%%
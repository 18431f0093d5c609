//! HTTP client module with retry logic and error handling.

mod client;
mod retry;

pub use client::{HttpClient, JSON_MEDIA_TYPE, RAW_MEDIA_TYPE};
pub use retry::{
    MAX_RETRIES, NonRetryableError, RETRY_DELAY_MS, check_retryable, classify_error,
    is_rate_limited,
};
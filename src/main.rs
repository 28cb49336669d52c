use anyhow::{Context, Result};
use clap::Parser;
use log::{debug, info};
use std::fs::File;
use std::path::PathBuf;

// Define modules used by main
mod error;
mod forces;
mod gal;
mod integrator;
mod simulation;

use galaxy_common::config::SimulationConfig;
use galaxy_common::Frame;
use simulation::Simulation;

#[derive(Parser, Debug)]
#[command(author, version, about = "Brute-force gravitational N-body engine for .gal files", long_about = None)]
struct Args {
    /// Path to the TOML configuration file
    #[arg(short, long, default_value = "config.toml")]
    config: PathBuf,

    /// Override the input .gal path from the config
    #[arg(long)]
    input: Option<PathBuf>,

    /// Override the output .gal path from the config
    #[arg(long)]
    output: Option<PathBuf>,
}

/// Writes the recorded frames in the configured format for the visualizer.
fn save_frames(config: &SimulationConfig, frames: &[Frame]) -> Result<()> {
    let format = config.output.format.as_deref().unwrap_or("bincode");
    match format {
        "json" => {
            let filename = format!("{}.json", config.output.frames_filename);
            let file = File::create(&filename)
                .with_context(|| format!("Failed to create frame file '{}'", filename))?;
            serde_json::to_writer(file, frames)
                .with_context(|| format!("Failed to serialize frames to '{}'", filename))?;
            info!("{} frames saved to {} (JSON format)", frames.len(), filename);
        }
        _ => {
            // Binary format (much more compact); config validation already
            // restricted the value to bincode or json.
            let filename = format!("{}.bin", config.output.frames_filename);
            let file = File::create(&filename)
                .with_context(|| format!("Failed to create frame file '{}'", filename))?;
            bincode::serialize_into(file, frames)
                .with_context(|| format!("Failed to serialize frames to '{}'", filename))?;
            info!("{} frames saved to {} (binary format)", frames.len(), filename);
        }
    }
    Ok(())
}

fn main() -> Result<()> {
    // Initialize the logger
    env_logger::init();

    info!("Starting Galaxy Engine (CPU parallel)...");

    // --- Load Configuration ---
    let args = Args::parse();
    let mut config = SimulationConfig::load(&args.config)?;
    if let Some(input) = args.input {
        config.io.input = input;
    }
    if let Some(output) = args.output {
        config.io.output = output;
    }

    info!("Using {} Rayon threads.", rayon::current_num_threads());

    // --- Decode Initial Configuration ---
    let raw = gal::read(&config.io.input)
        .with_context(|| format!("Failed to read '{}'", config.io.input.display()))?;
    let initial = gal::decode(&raw)?;
    info!(
        "Loaded {} bodies from {}.",
        initial.len(),
        config.io.input.display()
    );

    // --- Initialize Simulation ---
    let mut sim = Simulation::from_config(initial, &config)?;
    debug!(
        "Parameters: dt = {:e}, softening = {:e}, num_steps = {}, G = {:.6}",
        config.timing.dt,
        config.physics.softening,
        config.timing.num_steps,
        sim.gravitational_constant()
    );

    // --- Simulation Loop ---
    // All file I/O happens before and after this; nothing suspends inside.
    sim.run();

    // --- Encode Final State ---
    let encoded = gal::encode(sim.last_state());
    gal::write(&config.io.output, &encoded)
        .with_context(|| format!("Failed to write '{}'", config.io.output.display()))?;
    info!("Final state written to {}.", config.io.output.display());

    // --- Save Recorded Frames ---
    if config.output.save_frames {
        save_frames(&config, &sim.frames())?;
    } else {
        debug!("Skipping frame export as per config (save_frames is false).");
    }

    info!("Simulation Complete.");
    Ok(())
}
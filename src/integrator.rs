//! Semi-implicit (symplectic) Euler integration.
//!
//! Velocity is updated first from the force evaluated against the frozen
//! previous-step state, then position is advanced with the NEW velocity.
//! That ordering is what distinguishes the scheme from naive Euler and must
//! not be reordered; it is what keeps bound orbits stable over long runs.

use galaxy_common::{Body, Vec2};

/// Advances one body by one step of size `dt` under `force`.
///
/// `force` must have been computed against the same frozen snapshot used for
/// every other body in this step; no body may observe another body's
/// already-updated position. Mass and brightness are copied through
/// unchanged.
pub fn advance(body: &Body, force: Vec2, dt: f64) -> Body {
    let acceleration = Vec2::new(force.x / body.mass, force.y / body.mass);
    let velocity = body.velocity.add(acceleration.scale(dt));
    let position = body.position.add(velocity.scale(dt));

    Body {
        position,
        mass: body.mass,
        velocity,
        brightness: body.brightness,
    }
}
%%
Return all the lines above exactly as given.

repository 18431f0093d5c609
//! HTTP client module with retry logic and error handling.

mod client;
mod retry;

pub use client::{HttpClient, JSON_MEDIA_TYPE, RAW_MEDIA_TYPE};
pub use retry::{
    MAX_RETRIES, NonRetryableError, RETRY_DELAY_MS, check_retryable, classify_error,
    is_rate_limited,
};
filename src/main.rs
repository 28cb49336669d52c
use anyhow::{Context, Result};
use clap::Parser;
use log::{debug, info};
use std::fs::File;
use std::path::PathBuf;

// Define modules used by main
mod error;
mod forces;
mod gal;
mod integrator;
mod simulation;

use galaxy_common::config::SimulationConfig;
use galaxy_common::Frame;
use simulation::Simulation;

#[derive(Parser, Debug)]
#[command(author, version, about = "Brute-force gravitational N-body engine for .gal files", long_about = None)]
struct Args {
    /// Path to the TOML configuration file
    #[arg(short, long, default_value = "config.toml")]
    config: PathBuf,

    /// Override the input .gal path from the config
    #[arg(long)]
    input: Option<PathBuf>,

    /// Override the output .gal path from the config
    #[arg(long)]
    output: Option<PathBuf>,
}

/// Writes the recorded frames in the configured format for the visualizer.
fn save_frames(config: &SimulationConfig, frames: &[Frame]) -> Result<()> {
    let format = config.output.format.as_deref().unwrap_or("bincode");
    match format {
        "json" => {
            let filename = format!("{}.json", config.output.frames_filename);
            let file = File::create(&filename)
                .with_context(|| format!("Failed to create frame file '{}'", filename))?;
            serde_json::to_writer(file, frames)
                .with_context(|| format!("Failed to serialize frames to '{}'", filename))?;
            info!("{} frames saved to {} (JSON format)", frames.len(), filename);
        }
        _ => {
            // Binary format (much more compact); config validation already
            // restricted the value to bincode or json.
            let filename = format!("{}.bin", config.output.frames_filename);
            let file = File::create(&filename)
                .with_context(|| format!("Failed to create frame file '{}'", filename))?;
            bincode::serialize_into(file, frames)
                .with_context(|| format!("Failed to serialize frames to '{}'", filename))?;
            info!("{} frames saved to {} (binary format)", frames.len(), filename);
        }
    }
    Ok(())
}

fn main() -> Result<()> {
    // Initialize the logger
    env_logger::init();

    info!("Starting Galaxy Engine (CPU parallel)...");

    // --- Load Configuration ---
    let args = Args::parse();
    let mut config = SimulationConfig::load(&args.config)?;
    if let Some(input) = args.input {
        config.io.input = input;
    }
    if let Some(output) = args.output {
        config.io.output = output;
    }

    info!("Using {} Rayon threads.", rayon::current_num_threads());

    // --- Decode Initial Configuration ---
    let raw = gal::read(&config.io.input)
        .with_context(|| format!("Failed to read '{}'", config.io.input.display()))?;
    let initial = gal::decode(&raw)?;
    info!(
        "Loaded {} bodies from {}.",
        initial.len(),
        config.io.input.display()
    );

    // --- Initialize Simulation ---
    let mut sim = Simulation::from_config(initial, &config)?;
    debug!(
        "Parameters: dt = {:e}, softening = {:e}, num_steps = {}, G = {:.6}",
        config.timing.dt,
        config.physics.softening,
        config.timing.num_steps,
        sim.gravitational_constant()
    );

    // --- Simulation Loop ---
    // All file I/O happens before and after this; nothing suspends inside.
    sim.run();

    // --- Encode Final State ---
    let encoded = gal::encode(sim.last_state());
    gal::write(&config.io.output, &encoded)
        .with_context(|| format!("Failed to write '{}'", config.io.output.display()))?;
    info!("Final state written to {}.", config.io.output.display());

    // --- Save Recorded Frames ---
    if config.output.save_frames {
        save_frames(&config, &sim.frames())?;
    } else {
        debug!("Skipping frame export as per config (save_frames is false).");
    }

    info!("Simulation Complete.");
    Ok(())
}
filename src/integrator.rs
//! Semi-implicit (symplectic) Euler integration.
//!
//! Velocity is updated first from the force evaluated against the frozen
//! previous-step state, then position is advanced with the NEW velocity.
//! That ordering is what distinguishes the scheme from naive Euler and must
//! not be reordered; it is what keeps bound orbits stable over long runs.

use galaxy_common::{Body, Vec2};

/// Advances one body by one step of size `dt` under `force`.
///
/// `force` must have been computed against the same frozen snapshot used for
/// every other body in this step; no body may observe another body's
/// already-updated position. Mass and brightness are copied through
/// unchanged.
pub fn advance(body: &Body, force: Vec2, dt: f64) -> Body {
    let acceleration = Vec2::new(force.x / body.mass, force.y / body.mass);
    let velocity = body.velocity.add(acceleration.scale(dt));
    let position = body.position.add(velocity.scale(dt));

    Body {
        position,
        mass: body.mass,
        velocity,
        brightness: body.brightness,
    }
}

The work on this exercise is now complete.